Reliability in Azure Logic Apps

This article describes reliability support in Azure Logic Apps, covering intra-regional resiliency via availability zones and multi-region deployments.

Resiliency is a shared responsibility between you and Microsoft, and so this article also covers ways for you to create a resilient solution that meets your needs.

Logic app workflows help you more easily integrate and orchestrate data between apps, cloud services, and on-premises systems by reducing how much code that you have to write. When you plan for resiliency, make sure that you consider not just your logic apps, but also these Azure resources that you use with your logic apps:

Multitenant Azure Logic Apps automatically manages the compute infrastructure and resources for Consumption workflows.
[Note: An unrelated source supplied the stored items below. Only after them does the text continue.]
//! Instruction Set Architecture (ISA) Definitions.
//!
//! Contains the RV64I encodings, the instruction record that flows through the
//! pipeline, and the decode and disassembly logic.
//!
//! # Modules
//!
//! * `rv64i`: Base integer opcodes and function codes.
//! * `instruction`: Field extraction and the per-slot instruction record.
//! * `decode`: Legality table, classification flags, and immediate reassembly.
//! * `disasm`: Text rendering used by the pipeline-state report.
//! * `abi`: Register name table.

/// Application Binary Interface (ABI) register names.
pub mod abi;

/// Instruction decoding: legality, classification, immediates.
pub mod decode;

/// Instruction disassembler for reports and traces.
pub mod disasm;

/// Instruction fields and the instruction record.
pub mod instruction;

/// Base integer instruction set (64-bit RISC-V core instructions).
pub mod rv64i;

pub use decode::decode;
pub use instruction::{ControlSignals, Instruction, InstructionBits, StageStatus};
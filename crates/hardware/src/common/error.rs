//! Error Types.
//!
//! This module defines the error values surfaced by the simulator. It provides:
//! 1. **Memory Errors:** Out-of-range and malformed accesses to the memory store.
//! 2. **Configuration Errors:** Invalid cache or memory geometry rejected before a run.
//! 3. **Simulation Errors:** Aggregate error for loading images and writing reports.
//!
//! Illegal instructions are not errors: they travel through the pipeline as data on
//! the instruction record (see `isa::instruction::Instruction::is_legal`).

use thiserror::Error;

/// Failure of a single memory store access.
#[derive(Debug, Clone, Copy, PartialEq, Eq, Error)]
pub enum MemoryError {
    /// The access touches at least one byte outside the backing store.
    #[error("memory access out of bounds: {size} bytes at {addr:#x}")]
    OutOfBounds {
        /// First byte address of the access.
        addr: u64,
        /// Width of the access in bytes.
        size: u64,
    },
    /// The requested width is not 1, 2, 4 or 8 bytes.
    #[error("unsupported access width of {0} bytes")]
    UnsupportedWidth(u64),
}

/// Invalid simulator configuration.
#[derive(Debug, Clone, PartialEq, Eq, Error)]
pub enum ConfigError {
    /// A geometry parameter that must be non-zero is zero.
    #[error("{cache}: {field} must be non-zero")]
    Zero {
        /// Name of the cache (or memory) being configured.
        cache: &'static str,
        /// Offending field.
        field: &'static str,
    },
    /// A geometry parameter that must be a power of two is not.
    #[error("{cache}: {field} = {value} is not a power of two")]
    NotPowerOfTwo {
        /// Name of the cache being configured.
        cache: &'static str,
        /// Offending field.
        field: &'static str,
        /// Supplied value.
        value: u64,
    },
    /// A size or count is above what the simulator will allocate.
    #[error("{cache}: {field} = {value} exceeds the limit of {max}")]
    TooLarge {
        /// Name of the cache (or memory) being configured.
        cache: &'static str,
        /// Offending field.
        field: &'static str,
        /// Supplied value.
        value: u64,
        /// Largest accepted value.
        max: u64,
    },
    /// Total size is not an exact multiple of `block_bytes * ways`.
    #[error("{cache}: size {size} is not a multiple of block_bytes * ways ({set_bytes})")]
    Geometry {
        /// Name of the cache being configured.
        cache: &'static str,
        /// Total size in bytes.
        size: u64,
        /// Bytes per set.
        set_bytes: u64,
    },
    /// The memory dump range is empty or reversed.
    #[error("memory dump range {start:#x}..{end:#x} is empty")]
    DumpRange {
        /// First address.
        start: u64,
        /// End address (exclusive).
        end: u64,
    },
    /// A textual parameter could not be parsed.
    #[error("cannot parse {what}: {detail}")]
    Parse {
        /// What was being parsed.
        what: &'static str,
        /// Parser diagnostic.
        detail: String,
    },
}

/// Errors raised while preparing or reporting a simulation.
#[derive(Debug, Error)]
pub enum SimError {
    /// Rejected configuration.
    #[error(transparent)]
    Config(#[from] ConfigError),
    /// Memory store failure while loading an image.
    #[error(transparent)]
    Memory(#[from] MemoryError),
    /// File system failure.
    #[error("i/o error on {path}: {source}")]
    Io {
        /// Path that was being read or written.
        path: String,
        /// Underlying error.
        #[source]
        source: std::io::Error,
    },
    /// Malformed JSON configuration.
    #[error("invalid configuration JSON: {0}")]
    Json(#[from] serde_json::Error),
}

impl SimError {
    /// Wraps an I/O error together with the path it concerns.
    pub fn io(path: impl Into<String>, source: std::io::Error) -> Self {
        Self::Io {
            path: path.into(),
            source,
        }
    }
}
You don't need to configure or manage any virtual machines (VMs). Consumption workflows share compute infrastructure between many customers.

Single-tenant Azure Logic Apps runs Standard workflows on dedicated compute resources, which are dedicated to you and are called plans. Each plan can have multiple instances, and those instances can optionally be spread across multiple availability zones. Your workflows run on instances of your plan.

Production deployment recommendations

For enterprise and secure workflows with isolation or network security requirements, we recommended that you create and run Standard workflows in single-tenant Azure Logic Apps, rather than Consumption workflows in multitenant Azure Logic Apps. For more information, see Create and deploy to different environments.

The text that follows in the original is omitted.